In his speech, Obama said Congress needs to approve his trade plans because U.S. businesses “export more than ever” and need the protection of a trade pact to prevent China from calling the shots in the world’s fastest-growing region.
“Look, I’m the first one to admit that past trade deals haven’t always lived up to the hype, and that’s why we’ve gone after countries that break the rules at our expense,” Obama said. “But 95 percent of the world’s customers live outside our borders, and we can’t close ourselves off from those opportunities.”
Many of the president’s allies on other issues say they’re ready to campaign in individual congressional districts to make sure that TPA, also known as “fast-track” authority, is derailed.
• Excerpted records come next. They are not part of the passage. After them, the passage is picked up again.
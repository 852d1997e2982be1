//! Tests for error types

use ugm_tracker::core::TrackerError;

#[test]
fn test_limit_exceeded_error() {
    let err = TrackerError::LimitExceeded {
        subject: "alice".to_string(),
        queue_path: "root.teamA".to_string(),
        application_id: "app1".to_string(),
    };
    assert_eq!(
        format!("{err}"),
        "limit exceeded for alice at queue root.teamA (application app1)"
    );
}

#[test]
fn test_untracked_decrease_error() {
    let err = TrackerError::UntrackedDecrease {
        subject: "dev".to_string(),
        queue_path: "root.a".to_string(),
        application_id: "app9".to_string(),
    };
    assert_eq!(
        format!("{err}"),
        "untracked decrease for dev at queue root.a (application app9)"
    );
}

#[test]
fn test_invalid_queue_path_error() {
    let err = TrackerError::InvalidQueuePath("teamA".to_string());
    assert!(format!("{err}").starts_with("invalid queue path: "));
}

#[test]
fn test_invalid_config_error() {
    let err = TrackerError::InvalidConfig("bad".to_string());
    assert_eq!(format!("{err}"), "invalid configuration: bad");
}

#[test]
fn test_inconsistent_rollback_mentions_both_sides() {
    let err = TrackerError::InconsistentRollback {
        user: "alice".to_string(),
        group: "dev".to_string(),
        queue_path: "root.a".to_string(),
        application_id: "app1".to_string(),
        usage: "{vcore: 2}".to_string(),
    };
    let msg = err.to_string();
    assert!(msg.contains("alice"));
    assert!(msg.contains("dev"));
    assert!(msg.contains("{vcore: 2}"));
}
“The AFL-CIO doesn’t just oppose fast track, we’re going to fight actively to kill it,” AFL-CIO President Richard Trumka said when he joined Ellison and other congressional opponents at a news conference two weeks ago.
With so much opposition, Republicans want the president more involved in the nitty-gritty work of arguing for individual votes on Capitol Hill.
But Reichert, the co-founder of the Friends for TPP Caucus, complained that the bipartisan group of lawmakers hasn’t even been able to line up a strategy meeting with Obama, put off for months.
“He recognizes the political difficulty in moving this forward on his side of the aisle, and so I think there’s some hesitancy to get too close to it,” Reichert said. “But I’m hopeful that we’ll be able to meet with him.”
At the White House on Friday, press secretary Josh Earnest said that the TPP caucus already has heard from Froman and other senior administration officials, but nothing is planned with Obama.
“I’m not aware of any specific meetings that are on the books,” Earnest said. “But I’m confident that if Congressman Reichert wants to have a conversation with somebody at the White House or somebody inside the administration about the status of the talks, that he’ll get a phone call returned.”